For the kid who wants to learn to code: Be careful. Many AI-powered tutoring apps “personalize” learning by building detailed cognitive models of how your child thinks, such as where they hesitate, what frustrates them, or how they handle failure. That’s valuable data, and the company keeps it. COPPA doesn’t regulate AI inference, and it doesn’t cover teenagers at all.
For a genuinely private alternative, which is both affordable (free!) and science-backed, give them the gift of Scratch, which is MIT’s visual coding platform. Children learn computational thinking through creative projects, building real skills, all while the company never sees how their mind works. The online community version does collect data (username, country, birth date, email, and uses cookies and analytics), but I trust them with it more than some companies.
Of course, KiwiCo and Kano, and Crunch Labs kits are even simpler, since they are physical STEM projects and build-your-own-computer kits that arrive by mail, don’t involve screens, do not collect any personal data, and teach kids to be creators rather than consumers of technology.
For the person who asked for a ChatGPT subscription: Generative AI is genuinely useful, but every conversation trains the model and feeds a system with unresolved questions about privacy and consent. A safer bet is to give that person tools that build creative capacity without legal asterisks, like beautiful art supplies, a quality notebook, or the Day One journal app with end-to-end encryption so no one can read what they write. You’re giving them creativity that’s unambiguously theirs.
For the person who wants a smart speaker: Smart speakers are always-listening devices whose recordings may or may not have constitutional protection. Courts are still sorting out whether the Fourth Amendment applies when you’ve “voluntarily” shared audio with a corporation. Give a great board game instead. Wavelength sparks conversations people actually remember. Codenames works for any age, and Pandemic lets you save the world together. With these, you’re giving presence and connection, rather than a microphone with uncertain legal status.
But here’s the thing: the gift that will matter most will cost you nothing at all.
When the wrapping paper is flying and the kids are more interested in boxes than what came in them and someone’s definitely about to spill the eggnog, you’re going to be tempted to grab your phone to capture the moment, to document the chaos for posterity, or to post on Instagram.
Don’t do it.
Researchers have now well documented the “photo-taking impairment effect,” and how when you photograph an experience, your brain outsources the memory to the camera and keeps less for itself. Across studies from museums, to concerts, to family events, people who photograph remember less than people who simply watch. So live in the moment, don’t just photograph it.

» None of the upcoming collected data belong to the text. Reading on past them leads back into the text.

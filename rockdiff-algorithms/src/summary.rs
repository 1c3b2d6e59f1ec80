use std::fmt::Display;

use rockdiff_core::containers::PointCloud;
use rockdiff_core::math::{mean, median, round_to, std_dev};
use rockdiff_core::nalgebra::Vector3;
use rockdiff_core::{ChangeError, Result, Stage};

/// Outcome of the boundary reconstruction and volume integration of one cluster
#[derive(Debug, Clone, PartialEq, Eq)]
pub enum ClusterStatus {
    Ok,
    /// The footprint geometry was degenerate, area and volume are reported as zero
    Degenerate(String),
    /// The cluster had too few points, area and volume are reported as zero
    Insufficient(String),
}

impl ClusterStatus {
    /// Status for a cluster whose footprint failed with `error`. Returns `None` for errors that are not
    /// recoverable on the cluster level
    pub fn from_error(error: &ChangeError) -> Option<Self> {
        match error {
            ChangeError::GeometryDegenerate { .. } => {
                Some(ClusterStatus::Degenerate(error.to_string()))
            }
            ChangeError::DataInsufficient { .. } => {
                Some(ClusterStatus::Insufficient(error.to_string()))
            }
            _ => None,
        }
    }

    pub fn is_ok(&self) -> bool {
        matches!(self, ClusterStatus::Ok)
    }

    /// Short name of the status, as used in the summary table
    pub fn name(&self) -> &'static str {
        match self {
            ClusterStatus::Ok => "ok",
            ClusterStatus::Degenerate(_) => "degenerate",
            ClusterStatus::Insufficient(_) => "insufficient",
        }
    }
}

impl Display for ClusterStatus {
    fn fmt(&self, f: &mut std::fmt::Formatter<'_>) -> std::fmt::Result {
        match self {
            ClusterStatus::Ok => f.write_str("ok"),
            ClusterStatus::Degenerate(reason) | ClusterStatus::Insufficient(reason) => {
                write!(f, "{}: {}", self.name(), reason)
            }
        }
    }
}

/// Area, volume and reconstruction details of a cluster footprint
#[derive(Debug, Clone, PartialEq)]
pub struct Footprint {
    pub area: f64,
    pub volume: f64,
    /// The alpha of the boundary, if one could be reconstructed
    pub alpha: Option<f64>,
    pub polygon_count: usize,
    pub status: ClusterStatus,
}

impl Footprint {
    /// A zero-valued footprint for a cluster whose reconstruction failed
    pub fn failed(status: ClusterStatus) -> Self {
        Self {
            area: 0.0,
            volume: 0.0,
            alpha: None,
            polygon_count: 0,
            status,
        }
    }
}

/// One row of the cluster report
#[derive(Debug, Clone, PartialEq)]
pub struct ClusterSummary {
    pub label: u32,
    pub point_count: usize,
    /// Mean position of the cluster points
    pub centroid: Vector3<f64>,
    /// Per-coordinate median position
    pub median_position: Vector3<f64>,
    /// Median of every extra attribute, in layout order
    pub median_attributes: Vec<(String, f64)>,
    pub median_diff: f64,
    pub std_diff: f64,
    pub area: f64,
    pub volume: f64,
    pub alpha: Option<f64>,
    pub polygon_count: usize,
    pub status: ClusterStatus,
}

/// Builds the summary row of a single cluster from its points and footprint. All values are rounded to
/// `precision` decimals. Fails with [DataInsufficient](ChangeError::DataInsufficient) for an empty cluster
pub fn summarize_cluster(
    label: u32,
    points: &PointCloud,
    footprint: &Footprint,
    precision: u32,
) -> Result<ClusterSummary> {
    if points.is_empty() {
        return Err(ChangeError::data_insufficient(
            Stage::Summary,
            format!("cluster {} has no points", label),
        ));
    }
    let round = |value: f64| round_to(value, precision);
    let column = |axis: usize| {
        points
            .positions()
            .iter()
            .map(|position| position[axis])
            .collect::<Vec<_>>()
    };
    let columns = [column(0), column(1), column(2)];
    // Both statistics exist since the cluster is not empty
    let stat = |values: &[f64], statistic: fn(&[f64]) -> Option<f64>| {
        round(statistic(values).unwrap_or(f64::NAN))
    };

    let median_attributes = points
        .layout()
        .attributes()
        .enumerate()
        .map(|(index, name)| {
            (
                name.to_owned(),
                stat(points.attribute_column(index), median),
            )
        })
        .collect();

    Ok(ClusterSummary {
        label,
        point_count: points.len(),
        centroid: Vector3::new(
            stat(&columns[0], mean),
            stat(&columns[1], mean),
            stat(&columns[2], mean),
        ),
        median_position: Vector3::new(
            stat(&columns[0], median),
            stat(&columns[1], median),
            stat(&columns[2], median),
        ),
        median_attributes,
        median_diff: stat(points.diffs(), median),
        std_diff: stat(points.diffs(), std_dev),
        area: round(footprint.area),
        volume: round(footprint.volume),
        alpha: footprint.alpha.map(round),
        polygon_count: footprint.polygon_count,
        status: footprint.status.clone(),
    })
}

/// Joins the footprints of all clusters with the statistics of their points. `clusters[label]` holds the indices
/// of the points of cluster `label` within `cloud`, and `footprints[label]` its footprint
pub fn summarize(
    cloud: &PointCloud,
    clusters: &[Vec<usize>],
    footprints: &[Footprint],
    precision: u32,
) -> Result<Vec<ClusterSummary>> {
    if clusters.len() != footprints.len() {
        return Err(ChangeError::invalid_parameter(
            Stage::Summary,
            "footprints",
            format!(
                "expected one footprint per cluster ({}), got {}",
                clusters.len(),
                footprints.len()
            ),
        ));
    }
    clusters
        .iter()
        .zip(footprints)
        .enumerate()
        .map(|(label, (indices, footprint))| {
            summarize_cluster(label as u32, &cloud.select(indices), footprint, precision)
        })
        .collect()
}

#[cfg(test)]
mod tests {
    use super::*;
    use rockdiff_core::containers::Point;
    use rockdiff_core::layout::{attributes::UNCERTAINTY, PointLayout};

    fn cluster() -> PointCloud {
        PointCloud::from_points(
            PointLayout::from_attributes(&[UNCERTAINTY]),
            vec![
                Point::with_attributes(Vector3::new(0.0, 0.0, 0.0), 0.3, vec![0.01]),
                Point::with_attributes(Vector3::new(1.0, 0.5, 2.0), 0.5, vec![0.03]),
                Point::with_attributes(Vector3::new(2.0, 0.1, 1.0), 0.4, vec![0.02]),
                Point::with_attributes(Vector3::new(5.0, 0.2, 3.0), 0.6, vec![0.05]),
            ],
        )
    }

    fn footprint() -> Footprint {
        Footprint {
            area: 1.23456,
            volume: 0.654321,
            alpha: Some(2.0),
            polygon_count: 1,
            status: ClusterStatus::Ok,
        }
    }

    #[test]
    fn test_statistics_are_rounded() {
        let summary = summarize_cluster(3, &cluster(), &footprint(), 3).unwrap();
        assert_eq!(summary.label, 3);
        assert_eq!(summary.point_count, 4);
        assert_eq!(summary.centroid, Vector3::new(2.0, 0.2, 1.5));
        assert_eq!(summary.median_position, Vector3::new(1.5, 0.15, 1.5));
        assert_eq!(summary.median_diff, 0.45);
        assert_eq!(summary.std_diff, 0.112);
        assert_eq!(
            summary.median_attributes,
            vec![(UNCERTAINTY.to_owned(), 0.025)]
        );
        assert_eq!(summary.area, 1.235);
        assert_eq!(summary.volume, 0.654);
    }

    #[test]
    fn test_degenerate_cluster_keeps_its_row() {
        let status = ClusterStatus::from_error(&ChangeError::geometry_degenerate(
            Stage::BoundaryReconstruction,
            "2 points",
        ))
        .unwrap();
        let cloud = cluster();
        let summaries = summarize(
            &cloud,
            &[vec![0, 1], vec![2, 3]],
            &[Footprint::failed(status), footprint()],
            3,
        )
        .unwrap();
        assert_eq!(summaries.len(), 2);
        assert_eq!(summaries[0].area, 0.0);
        assert_eq!(summaries[0].volume, 0.0);
        assert_eq!(summaries[0].status.name(), "degenerate");
        assert!(summaries[1].status.is_ok());
        assert_eq!(summaries[1].label, 1);
    }

    #[test]
    fn test_mismatched_footprints() {
        assert!(summarize(&cluster(), &[vec![0]], &[], 3).is_err());
        assert!(ClusterStatus::from_error(&ChangeError::invalid_parameter(
            Stage::Configuration,
            "eps",
            "negative"
        ))
        .is_none());
    }

    #[test]
    fn test_empty_cluster() {
        let empty = PointCloud::new(PointLayout::new());
        assert!(matches!(
            summarize_cluster(0, &empty, &footprint(), 3),
            Err(ChangeError::DataInsufficient { .. })
        ));
    }
}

Give your people the thing that can’t be purchased at any price, which is your complete attention, fully present, actually seeing them.
Your memory will be richer because you weren’t outsourcing it, and you’ll have given the one gift no algorithm can replicate, which is the experience of being truly seen by someone who chose to be present.
You’ve got precious little time to buy those last-minute gifts, and with every click, you’re making a choice about the kind of gift-giver you want to be. Do you want to be the kind who defaults to whatever Amazon recommends? Or the kind who thinks about what they’re actually giving, and what it asks of the people who receive it?
You already know the answer. Now go be that person.